--- Extracted entries ---

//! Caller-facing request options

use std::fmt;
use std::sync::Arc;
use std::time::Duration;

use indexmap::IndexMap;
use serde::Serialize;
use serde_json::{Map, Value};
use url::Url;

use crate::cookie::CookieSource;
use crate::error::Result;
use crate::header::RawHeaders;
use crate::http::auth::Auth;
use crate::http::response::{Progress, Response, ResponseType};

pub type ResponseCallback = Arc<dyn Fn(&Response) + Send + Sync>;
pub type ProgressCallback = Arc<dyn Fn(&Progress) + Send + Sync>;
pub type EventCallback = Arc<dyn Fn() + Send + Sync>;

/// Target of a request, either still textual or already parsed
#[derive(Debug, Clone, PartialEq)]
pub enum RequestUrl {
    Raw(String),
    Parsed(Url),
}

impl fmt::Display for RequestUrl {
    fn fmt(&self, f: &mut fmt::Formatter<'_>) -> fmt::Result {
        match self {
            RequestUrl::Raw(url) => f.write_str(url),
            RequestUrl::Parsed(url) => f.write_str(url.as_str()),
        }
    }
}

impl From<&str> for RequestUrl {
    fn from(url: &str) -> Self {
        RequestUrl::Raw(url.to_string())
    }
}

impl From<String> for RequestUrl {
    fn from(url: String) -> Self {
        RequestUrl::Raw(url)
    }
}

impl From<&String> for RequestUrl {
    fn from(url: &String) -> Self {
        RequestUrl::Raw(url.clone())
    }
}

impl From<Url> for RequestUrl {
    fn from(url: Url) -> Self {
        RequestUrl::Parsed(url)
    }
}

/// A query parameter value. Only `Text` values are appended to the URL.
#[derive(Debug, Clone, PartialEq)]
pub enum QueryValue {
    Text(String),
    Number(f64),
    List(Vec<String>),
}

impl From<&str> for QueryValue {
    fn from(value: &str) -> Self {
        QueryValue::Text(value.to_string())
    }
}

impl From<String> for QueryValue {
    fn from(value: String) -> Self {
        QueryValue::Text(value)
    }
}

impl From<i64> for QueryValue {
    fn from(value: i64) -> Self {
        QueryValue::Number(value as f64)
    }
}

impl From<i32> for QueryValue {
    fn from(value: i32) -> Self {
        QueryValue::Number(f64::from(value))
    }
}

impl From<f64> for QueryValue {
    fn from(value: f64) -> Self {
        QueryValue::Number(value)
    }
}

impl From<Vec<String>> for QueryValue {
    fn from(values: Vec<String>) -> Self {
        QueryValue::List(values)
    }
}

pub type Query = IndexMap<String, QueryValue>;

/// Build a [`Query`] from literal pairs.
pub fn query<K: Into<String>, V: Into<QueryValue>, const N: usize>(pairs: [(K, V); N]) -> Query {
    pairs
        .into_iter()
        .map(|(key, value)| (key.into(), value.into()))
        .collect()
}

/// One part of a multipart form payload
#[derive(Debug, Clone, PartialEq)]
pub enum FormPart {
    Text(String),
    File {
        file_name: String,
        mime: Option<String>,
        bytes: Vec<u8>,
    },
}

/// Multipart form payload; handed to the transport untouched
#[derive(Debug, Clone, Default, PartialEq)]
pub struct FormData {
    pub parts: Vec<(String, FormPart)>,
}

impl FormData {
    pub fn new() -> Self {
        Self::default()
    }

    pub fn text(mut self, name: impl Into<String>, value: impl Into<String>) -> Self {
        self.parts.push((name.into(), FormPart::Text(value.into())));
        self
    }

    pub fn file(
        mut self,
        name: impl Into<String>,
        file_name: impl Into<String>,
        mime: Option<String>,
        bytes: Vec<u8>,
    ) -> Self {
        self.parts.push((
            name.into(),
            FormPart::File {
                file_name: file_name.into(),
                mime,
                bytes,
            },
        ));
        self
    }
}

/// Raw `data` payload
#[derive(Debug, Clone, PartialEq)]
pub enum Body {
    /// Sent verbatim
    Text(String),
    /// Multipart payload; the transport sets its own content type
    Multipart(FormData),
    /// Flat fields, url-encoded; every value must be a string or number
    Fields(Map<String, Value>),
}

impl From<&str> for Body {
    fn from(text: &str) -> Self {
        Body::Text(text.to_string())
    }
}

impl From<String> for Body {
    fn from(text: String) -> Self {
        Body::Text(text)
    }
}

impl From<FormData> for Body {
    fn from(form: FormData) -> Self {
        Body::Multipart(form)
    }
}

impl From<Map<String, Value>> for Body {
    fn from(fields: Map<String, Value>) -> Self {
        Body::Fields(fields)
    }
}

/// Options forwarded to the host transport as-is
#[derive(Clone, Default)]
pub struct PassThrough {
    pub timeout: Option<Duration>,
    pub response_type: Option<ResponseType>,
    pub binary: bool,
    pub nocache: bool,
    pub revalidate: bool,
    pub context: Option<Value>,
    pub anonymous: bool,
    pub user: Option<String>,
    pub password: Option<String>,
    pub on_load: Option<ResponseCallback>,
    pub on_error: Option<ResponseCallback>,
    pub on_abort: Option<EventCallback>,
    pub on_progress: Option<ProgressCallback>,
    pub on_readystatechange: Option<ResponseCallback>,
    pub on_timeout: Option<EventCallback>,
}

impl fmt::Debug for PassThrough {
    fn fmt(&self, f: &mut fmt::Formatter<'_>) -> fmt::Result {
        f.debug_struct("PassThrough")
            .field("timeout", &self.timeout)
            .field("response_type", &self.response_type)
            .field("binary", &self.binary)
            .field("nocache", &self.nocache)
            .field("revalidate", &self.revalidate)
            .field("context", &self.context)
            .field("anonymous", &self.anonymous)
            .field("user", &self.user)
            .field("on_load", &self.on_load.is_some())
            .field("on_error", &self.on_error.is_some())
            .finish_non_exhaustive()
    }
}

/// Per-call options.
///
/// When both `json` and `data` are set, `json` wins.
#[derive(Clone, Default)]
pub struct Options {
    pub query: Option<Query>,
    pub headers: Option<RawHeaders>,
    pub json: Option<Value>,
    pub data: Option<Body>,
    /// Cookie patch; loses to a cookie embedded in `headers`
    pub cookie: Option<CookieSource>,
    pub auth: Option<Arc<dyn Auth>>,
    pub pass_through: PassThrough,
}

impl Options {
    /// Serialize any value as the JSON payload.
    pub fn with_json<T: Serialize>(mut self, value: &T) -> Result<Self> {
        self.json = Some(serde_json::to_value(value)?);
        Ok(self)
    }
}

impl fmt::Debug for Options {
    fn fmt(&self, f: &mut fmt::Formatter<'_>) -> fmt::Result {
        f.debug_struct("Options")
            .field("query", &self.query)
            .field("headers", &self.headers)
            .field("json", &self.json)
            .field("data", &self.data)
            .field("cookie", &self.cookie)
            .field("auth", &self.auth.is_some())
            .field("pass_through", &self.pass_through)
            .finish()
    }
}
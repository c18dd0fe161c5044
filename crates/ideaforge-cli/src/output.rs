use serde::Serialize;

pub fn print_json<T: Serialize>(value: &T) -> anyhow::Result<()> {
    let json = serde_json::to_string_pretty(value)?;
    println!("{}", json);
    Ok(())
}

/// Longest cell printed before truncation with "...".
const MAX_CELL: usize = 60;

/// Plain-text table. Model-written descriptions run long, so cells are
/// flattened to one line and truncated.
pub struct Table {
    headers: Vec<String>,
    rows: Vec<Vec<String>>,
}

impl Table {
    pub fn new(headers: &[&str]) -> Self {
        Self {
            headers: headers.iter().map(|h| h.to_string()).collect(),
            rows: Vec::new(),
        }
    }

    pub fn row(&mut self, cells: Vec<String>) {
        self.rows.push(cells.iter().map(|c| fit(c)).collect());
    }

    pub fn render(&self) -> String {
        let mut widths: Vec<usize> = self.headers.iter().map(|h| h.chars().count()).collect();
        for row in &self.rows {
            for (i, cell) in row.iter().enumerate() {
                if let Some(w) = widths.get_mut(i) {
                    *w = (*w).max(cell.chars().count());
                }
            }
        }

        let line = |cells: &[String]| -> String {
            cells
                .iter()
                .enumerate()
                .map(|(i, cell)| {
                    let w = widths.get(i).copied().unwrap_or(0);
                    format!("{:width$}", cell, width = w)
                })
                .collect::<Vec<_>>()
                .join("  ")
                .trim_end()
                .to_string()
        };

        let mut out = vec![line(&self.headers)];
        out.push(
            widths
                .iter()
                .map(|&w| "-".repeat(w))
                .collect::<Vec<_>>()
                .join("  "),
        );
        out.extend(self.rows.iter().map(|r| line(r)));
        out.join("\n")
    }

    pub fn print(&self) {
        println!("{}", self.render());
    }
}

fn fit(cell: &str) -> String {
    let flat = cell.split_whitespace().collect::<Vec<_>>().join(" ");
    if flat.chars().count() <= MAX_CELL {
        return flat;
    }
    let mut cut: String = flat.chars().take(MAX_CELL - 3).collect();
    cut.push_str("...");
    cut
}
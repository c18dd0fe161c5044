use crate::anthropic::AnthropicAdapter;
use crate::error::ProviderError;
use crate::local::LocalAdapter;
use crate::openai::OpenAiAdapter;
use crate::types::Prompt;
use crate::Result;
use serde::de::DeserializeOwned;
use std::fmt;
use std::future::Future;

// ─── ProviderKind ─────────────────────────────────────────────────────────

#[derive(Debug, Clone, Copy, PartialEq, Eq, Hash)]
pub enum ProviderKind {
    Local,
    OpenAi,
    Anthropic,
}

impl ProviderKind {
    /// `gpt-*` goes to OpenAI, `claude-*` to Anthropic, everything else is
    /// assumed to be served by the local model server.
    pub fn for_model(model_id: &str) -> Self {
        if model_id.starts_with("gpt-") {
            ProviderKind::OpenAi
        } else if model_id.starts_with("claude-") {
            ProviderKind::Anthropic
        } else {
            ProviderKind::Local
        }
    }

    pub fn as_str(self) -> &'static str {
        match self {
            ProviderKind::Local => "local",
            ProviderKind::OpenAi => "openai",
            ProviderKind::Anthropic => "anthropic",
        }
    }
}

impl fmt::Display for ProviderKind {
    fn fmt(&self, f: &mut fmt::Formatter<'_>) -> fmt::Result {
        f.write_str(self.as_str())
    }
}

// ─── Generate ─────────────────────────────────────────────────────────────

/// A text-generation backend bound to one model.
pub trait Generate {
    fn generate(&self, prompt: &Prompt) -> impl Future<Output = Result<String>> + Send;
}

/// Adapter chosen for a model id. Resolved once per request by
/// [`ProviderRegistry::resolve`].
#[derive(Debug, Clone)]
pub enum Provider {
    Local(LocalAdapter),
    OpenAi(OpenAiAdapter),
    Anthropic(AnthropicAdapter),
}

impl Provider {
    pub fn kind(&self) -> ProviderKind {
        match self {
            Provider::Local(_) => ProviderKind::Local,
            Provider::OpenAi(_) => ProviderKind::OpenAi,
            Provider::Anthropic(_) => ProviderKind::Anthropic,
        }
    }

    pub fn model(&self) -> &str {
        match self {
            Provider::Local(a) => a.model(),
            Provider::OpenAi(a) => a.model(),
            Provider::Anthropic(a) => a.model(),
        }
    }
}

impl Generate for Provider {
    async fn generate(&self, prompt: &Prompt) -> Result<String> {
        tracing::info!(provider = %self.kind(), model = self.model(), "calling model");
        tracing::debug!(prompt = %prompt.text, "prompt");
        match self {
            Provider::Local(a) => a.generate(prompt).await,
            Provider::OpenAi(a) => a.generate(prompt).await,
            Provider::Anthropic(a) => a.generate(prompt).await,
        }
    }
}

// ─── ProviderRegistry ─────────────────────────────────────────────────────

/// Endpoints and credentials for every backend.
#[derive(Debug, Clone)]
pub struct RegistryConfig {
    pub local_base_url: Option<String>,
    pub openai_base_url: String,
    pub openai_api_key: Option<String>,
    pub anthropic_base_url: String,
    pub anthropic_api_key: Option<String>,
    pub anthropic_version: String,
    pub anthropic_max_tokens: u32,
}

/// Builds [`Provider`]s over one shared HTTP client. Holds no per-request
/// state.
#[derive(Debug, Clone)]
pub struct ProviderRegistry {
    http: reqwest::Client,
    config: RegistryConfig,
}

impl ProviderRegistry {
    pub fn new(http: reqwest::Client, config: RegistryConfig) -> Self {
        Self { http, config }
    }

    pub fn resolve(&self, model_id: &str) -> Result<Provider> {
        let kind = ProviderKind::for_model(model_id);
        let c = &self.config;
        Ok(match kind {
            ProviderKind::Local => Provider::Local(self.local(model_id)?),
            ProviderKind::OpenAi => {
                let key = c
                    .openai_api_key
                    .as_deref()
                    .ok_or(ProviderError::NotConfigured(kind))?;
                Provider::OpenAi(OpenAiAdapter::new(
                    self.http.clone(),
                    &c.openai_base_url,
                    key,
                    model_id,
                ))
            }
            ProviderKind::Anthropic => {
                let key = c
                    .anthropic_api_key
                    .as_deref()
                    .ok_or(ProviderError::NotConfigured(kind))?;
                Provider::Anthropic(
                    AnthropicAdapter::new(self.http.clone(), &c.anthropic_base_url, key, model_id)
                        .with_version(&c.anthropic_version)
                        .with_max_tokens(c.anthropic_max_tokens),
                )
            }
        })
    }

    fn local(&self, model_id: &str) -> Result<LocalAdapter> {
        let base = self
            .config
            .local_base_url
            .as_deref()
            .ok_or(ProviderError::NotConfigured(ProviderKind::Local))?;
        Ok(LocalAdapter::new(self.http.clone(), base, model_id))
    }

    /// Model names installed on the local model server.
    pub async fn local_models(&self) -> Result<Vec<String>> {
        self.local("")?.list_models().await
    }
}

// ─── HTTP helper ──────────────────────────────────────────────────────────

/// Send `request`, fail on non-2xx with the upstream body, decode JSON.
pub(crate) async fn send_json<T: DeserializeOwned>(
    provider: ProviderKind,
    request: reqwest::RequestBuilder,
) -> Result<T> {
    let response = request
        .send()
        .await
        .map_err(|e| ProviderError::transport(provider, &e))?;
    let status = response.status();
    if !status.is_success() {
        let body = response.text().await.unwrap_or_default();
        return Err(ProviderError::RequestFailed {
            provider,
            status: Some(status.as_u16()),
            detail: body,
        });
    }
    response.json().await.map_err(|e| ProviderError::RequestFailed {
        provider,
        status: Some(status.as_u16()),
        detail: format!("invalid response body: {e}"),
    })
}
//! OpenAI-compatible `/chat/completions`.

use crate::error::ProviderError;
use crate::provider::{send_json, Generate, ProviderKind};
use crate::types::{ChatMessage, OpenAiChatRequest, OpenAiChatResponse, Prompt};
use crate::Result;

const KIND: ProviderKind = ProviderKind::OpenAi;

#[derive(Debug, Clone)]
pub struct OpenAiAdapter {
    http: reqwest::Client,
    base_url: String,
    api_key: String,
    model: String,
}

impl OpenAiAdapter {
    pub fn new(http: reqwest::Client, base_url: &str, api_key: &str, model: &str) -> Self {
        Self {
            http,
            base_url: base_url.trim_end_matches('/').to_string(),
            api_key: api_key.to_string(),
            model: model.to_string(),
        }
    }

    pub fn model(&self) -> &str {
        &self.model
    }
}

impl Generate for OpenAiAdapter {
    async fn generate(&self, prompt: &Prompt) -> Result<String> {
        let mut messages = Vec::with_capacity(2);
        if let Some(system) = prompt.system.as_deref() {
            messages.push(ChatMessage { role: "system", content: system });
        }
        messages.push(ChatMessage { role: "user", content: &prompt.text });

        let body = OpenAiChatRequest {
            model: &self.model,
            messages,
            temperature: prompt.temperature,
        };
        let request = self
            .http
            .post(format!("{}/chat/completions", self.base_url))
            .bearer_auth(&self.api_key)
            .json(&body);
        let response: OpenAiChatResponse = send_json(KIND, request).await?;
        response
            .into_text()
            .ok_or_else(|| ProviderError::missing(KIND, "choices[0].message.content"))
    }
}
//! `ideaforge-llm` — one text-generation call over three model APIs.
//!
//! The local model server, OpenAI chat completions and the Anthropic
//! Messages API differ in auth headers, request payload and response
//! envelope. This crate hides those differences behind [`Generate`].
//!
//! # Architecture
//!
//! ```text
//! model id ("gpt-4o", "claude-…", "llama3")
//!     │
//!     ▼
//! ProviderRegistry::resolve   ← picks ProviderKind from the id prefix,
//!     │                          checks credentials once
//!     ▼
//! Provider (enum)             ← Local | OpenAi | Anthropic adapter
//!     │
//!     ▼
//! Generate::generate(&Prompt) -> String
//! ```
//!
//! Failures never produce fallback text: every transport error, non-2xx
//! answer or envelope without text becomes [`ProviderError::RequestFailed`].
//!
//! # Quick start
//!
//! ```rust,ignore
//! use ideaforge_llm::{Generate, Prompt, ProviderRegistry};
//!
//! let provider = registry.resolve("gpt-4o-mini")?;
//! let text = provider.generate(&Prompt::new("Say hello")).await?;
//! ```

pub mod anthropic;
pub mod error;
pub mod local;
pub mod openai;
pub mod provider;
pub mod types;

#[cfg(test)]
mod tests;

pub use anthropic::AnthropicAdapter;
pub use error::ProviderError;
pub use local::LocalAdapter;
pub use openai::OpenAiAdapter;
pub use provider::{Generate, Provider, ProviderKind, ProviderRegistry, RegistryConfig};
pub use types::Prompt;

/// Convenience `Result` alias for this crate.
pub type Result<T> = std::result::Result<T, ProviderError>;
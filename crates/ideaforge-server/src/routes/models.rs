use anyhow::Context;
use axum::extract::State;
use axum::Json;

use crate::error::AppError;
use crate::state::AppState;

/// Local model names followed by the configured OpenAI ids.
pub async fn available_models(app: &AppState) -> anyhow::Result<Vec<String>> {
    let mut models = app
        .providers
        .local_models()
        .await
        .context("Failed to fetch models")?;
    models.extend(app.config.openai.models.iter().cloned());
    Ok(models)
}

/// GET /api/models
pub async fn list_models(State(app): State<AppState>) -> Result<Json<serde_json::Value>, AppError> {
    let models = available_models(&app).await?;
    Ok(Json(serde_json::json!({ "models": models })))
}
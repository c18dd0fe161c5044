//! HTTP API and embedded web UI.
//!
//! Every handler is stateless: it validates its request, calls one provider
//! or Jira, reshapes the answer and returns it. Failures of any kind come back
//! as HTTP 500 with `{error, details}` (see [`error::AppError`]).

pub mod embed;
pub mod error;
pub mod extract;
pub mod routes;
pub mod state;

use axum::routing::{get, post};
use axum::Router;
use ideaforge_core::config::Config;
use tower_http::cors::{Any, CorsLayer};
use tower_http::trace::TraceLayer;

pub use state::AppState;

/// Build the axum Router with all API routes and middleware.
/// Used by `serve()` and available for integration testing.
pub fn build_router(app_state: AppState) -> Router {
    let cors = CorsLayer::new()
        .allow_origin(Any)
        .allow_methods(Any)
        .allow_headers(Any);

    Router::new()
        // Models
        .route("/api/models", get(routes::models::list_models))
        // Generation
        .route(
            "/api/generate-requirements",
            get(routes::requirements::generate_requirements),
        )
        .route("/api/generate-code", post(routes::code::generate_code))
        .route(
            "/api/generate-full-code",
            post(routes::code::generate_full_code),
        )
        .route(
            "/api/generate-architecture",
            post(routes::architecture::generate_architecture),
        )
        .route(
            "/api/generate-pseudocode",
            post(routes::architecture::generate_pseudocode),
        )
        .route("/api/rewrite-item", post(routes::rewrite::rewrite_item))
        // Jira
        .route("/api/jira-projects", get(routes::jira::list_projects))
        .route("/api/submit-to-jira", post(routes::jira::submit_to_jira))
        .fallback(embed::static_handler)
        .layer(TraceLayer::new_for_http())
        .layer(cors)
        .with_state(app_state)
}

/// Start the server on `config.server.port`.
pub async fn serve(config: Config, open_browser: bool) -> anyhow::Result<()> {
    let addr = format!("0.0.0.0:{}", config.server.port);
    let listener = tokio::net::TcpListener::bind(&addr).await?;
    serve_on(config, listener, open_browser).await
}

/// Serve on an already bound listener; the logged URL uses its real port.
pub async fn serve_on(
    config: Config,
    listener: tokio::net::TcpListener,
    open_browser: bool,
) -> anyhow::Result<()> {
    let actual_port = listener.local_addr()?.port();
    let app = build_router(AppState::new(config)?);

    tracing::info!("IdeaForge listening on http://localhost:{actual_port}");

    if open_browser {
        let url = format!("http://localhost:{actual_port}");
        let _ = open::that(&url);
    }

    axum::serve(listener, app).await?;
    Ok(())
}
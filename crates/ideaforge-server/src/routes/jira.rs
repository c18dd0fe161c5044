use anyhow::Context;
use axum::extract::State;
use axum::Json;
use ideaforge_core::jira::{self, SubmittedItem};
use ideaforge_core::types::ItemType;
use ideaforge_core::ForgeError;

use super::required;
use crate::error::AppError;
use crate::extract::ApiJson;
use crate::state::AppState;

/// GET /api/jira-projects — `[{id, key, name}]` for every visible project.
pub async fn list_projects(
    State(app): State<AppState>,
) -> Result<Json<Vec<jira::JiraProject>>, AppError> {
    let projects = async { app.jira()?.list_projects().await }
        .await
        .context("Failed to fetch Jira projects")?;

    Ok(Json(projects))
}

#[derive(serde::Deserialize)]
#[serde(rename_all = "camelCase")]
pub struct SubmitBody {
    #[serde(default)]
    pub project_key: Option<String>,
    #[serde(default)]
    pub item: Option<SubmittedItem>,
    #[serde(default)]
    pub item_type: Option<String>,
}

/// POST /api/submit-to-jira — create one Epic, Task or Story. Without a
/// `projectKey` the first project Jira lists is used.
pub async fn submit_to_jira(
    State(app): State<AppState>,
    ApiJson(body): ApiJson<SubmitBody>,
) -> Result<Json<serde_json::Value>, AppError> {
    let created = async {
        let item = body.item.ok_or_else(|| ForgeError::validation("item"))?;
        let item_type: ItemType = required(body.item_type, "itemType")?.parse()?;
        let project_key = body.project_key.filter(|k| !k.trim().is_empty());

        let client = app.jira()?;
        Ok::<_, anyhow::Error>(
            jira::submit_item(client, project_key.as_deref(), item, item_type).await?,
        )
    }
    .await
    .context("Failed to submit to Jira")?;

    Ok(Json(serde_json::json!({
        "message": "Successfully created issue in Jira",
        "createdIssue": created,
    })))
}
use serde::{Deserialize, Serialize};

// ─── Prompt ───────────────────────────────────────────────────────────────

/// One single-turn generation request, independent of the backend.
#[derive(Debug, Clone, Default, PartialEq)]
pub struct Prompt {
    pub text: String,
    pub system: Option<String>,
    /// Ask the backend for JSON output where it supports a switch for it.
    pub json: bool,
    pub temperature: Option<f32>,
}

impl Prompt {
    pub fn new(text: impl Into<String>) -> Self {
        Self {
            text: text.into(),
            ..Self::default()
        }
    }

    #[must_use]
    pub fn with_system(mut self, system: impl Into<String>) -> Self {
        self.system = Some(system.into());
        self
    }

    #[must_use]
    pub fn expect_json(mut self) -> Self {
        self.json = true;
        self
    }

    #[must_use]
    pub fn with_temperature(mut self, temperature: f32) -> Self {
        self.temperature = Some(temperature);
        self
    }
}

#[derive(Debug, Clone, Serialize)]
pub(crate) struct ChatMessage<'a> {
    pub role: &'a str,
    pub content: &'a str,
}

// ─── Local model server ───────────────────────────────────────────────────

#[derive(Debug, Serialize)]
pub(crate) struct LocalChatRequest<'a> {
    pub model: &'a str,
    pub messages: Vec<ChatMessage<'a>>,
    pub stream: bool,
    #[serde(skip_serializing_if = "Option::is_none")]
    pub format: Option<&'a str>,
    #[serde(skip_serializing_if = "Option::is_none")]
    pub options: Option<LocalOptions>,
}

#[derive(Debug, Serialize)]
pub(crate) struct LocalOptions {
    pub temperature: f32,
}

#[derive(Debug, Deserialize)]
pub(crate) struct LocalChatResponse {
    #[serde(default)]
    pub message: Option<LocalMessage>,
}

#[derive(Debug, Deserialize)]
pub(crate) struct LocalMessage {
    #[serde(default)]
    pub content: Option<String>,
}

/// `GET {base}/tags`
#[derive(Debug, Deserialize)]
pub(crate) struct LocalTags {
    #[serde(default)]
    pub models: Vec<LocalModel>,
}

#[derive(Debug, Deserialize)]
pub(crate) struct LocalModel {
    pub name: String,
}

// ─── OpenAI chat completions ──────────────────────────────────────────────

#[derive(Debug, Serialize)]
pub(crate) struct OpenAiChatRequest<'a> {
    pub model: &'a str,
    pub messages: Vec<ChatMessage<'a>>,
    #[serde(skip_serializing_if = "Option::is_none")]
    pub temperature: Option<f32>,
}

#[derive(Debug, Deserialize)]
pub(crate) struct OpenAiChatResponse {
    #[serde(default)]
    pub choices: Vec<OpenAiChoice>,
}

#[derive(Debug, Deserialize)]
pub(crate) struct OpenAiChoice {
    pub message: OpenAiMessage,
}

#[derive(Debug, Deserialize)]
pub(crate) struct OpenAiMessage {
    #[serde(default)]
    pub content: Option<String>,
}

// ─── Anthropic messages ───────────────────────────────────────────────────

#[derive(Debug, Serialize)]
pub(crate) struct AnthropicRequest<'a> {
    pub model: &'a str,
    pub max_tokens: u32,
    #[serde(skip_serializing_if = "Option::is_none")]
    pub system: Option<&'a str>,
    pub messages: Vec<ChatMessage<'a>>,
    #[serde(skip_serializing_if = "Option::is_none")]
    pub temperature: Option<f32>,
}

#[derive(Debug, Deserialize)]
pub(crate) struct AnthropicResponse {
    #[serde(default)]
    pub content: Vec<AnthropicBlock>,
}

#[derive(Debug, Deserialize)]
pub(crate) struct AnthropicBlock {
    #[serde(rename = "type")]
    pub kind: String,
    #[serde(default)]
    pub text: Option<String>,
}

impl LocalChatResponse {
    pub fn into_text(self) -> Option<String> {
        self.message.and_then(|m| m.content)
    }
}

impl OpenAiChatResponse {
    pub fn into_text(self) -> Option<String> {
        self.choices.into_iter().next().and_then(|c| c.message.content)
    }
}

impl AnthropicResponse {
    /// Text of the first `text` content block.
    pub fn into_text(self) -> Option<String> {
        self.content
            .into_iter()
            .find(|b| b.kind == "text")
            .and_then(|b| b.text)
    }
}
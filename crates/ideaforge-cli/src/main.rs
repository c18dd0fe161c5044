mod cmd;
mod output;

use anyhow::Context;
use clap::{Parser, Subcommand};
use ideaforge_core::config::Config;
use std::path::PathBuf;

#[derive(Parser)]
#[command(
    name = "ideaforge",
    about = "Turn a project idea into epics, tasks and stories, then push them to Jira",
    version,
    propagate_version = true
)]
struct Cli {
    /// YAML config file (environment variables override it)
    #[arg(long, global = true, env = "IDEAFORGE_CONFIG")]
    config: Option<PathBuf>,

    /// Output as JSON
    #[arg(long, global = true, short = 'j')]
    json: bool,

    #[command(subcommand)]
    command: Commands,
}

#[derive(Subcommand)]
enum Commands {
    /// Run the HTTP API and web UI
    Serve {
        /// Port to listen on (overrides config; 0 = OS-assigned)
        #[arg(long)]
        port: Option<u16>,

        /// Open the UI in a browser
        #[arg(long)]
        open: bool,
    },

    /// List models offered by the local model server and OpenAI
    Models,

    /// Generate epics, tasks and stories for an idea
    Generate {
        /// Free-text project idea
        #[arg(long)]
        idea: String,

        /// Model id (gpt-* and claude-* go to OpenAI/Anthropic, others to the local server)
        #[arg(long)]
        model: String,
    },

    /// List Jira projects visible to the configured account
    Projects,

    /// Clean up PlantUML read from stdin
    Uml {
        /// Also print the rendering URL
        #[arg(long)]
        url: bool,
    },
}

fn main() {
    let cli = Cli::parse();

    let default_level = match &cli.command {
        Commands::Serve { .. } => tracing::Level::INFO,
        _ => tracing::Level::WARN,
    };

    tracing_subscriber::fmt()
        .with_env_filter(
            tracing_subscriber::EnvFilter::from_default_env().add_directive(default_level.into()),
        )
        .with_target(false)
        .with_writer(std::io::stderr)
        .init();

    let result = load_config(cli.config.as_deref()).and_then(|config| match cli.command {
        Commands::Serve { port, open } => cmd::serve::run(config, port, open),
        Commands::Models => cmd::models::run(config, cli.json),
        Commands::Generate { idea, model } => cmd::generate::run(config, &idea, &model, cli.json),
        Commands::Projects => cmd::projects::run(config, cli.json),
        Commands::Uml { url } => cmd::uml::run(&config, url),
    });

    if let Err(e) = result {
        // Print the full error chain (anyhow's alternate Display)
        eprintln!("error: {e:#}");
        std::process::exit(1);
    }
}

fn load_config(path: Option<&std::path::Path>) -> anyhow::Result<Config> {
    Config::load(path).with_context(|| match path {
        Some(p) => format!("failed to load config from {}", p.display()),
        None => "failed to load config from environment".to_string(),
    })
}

---

▸ The problem
From the records above, repeat exactly the lines from the one with "to submit to" through the one with "of the backend.", both included.

▸ Task response
    .context("Failed to submit to Jira")?;

    Ok(Json(serde_json::json!({
        "message": "Successfully created issue in Jira",
        "createdIssue": created,
    })))
}
use serde::{Deserialize, Serialize};

// ─── Prompt ───────────────────────────────────────────────────────────────

/// One single-turn generation request, independent of the backend.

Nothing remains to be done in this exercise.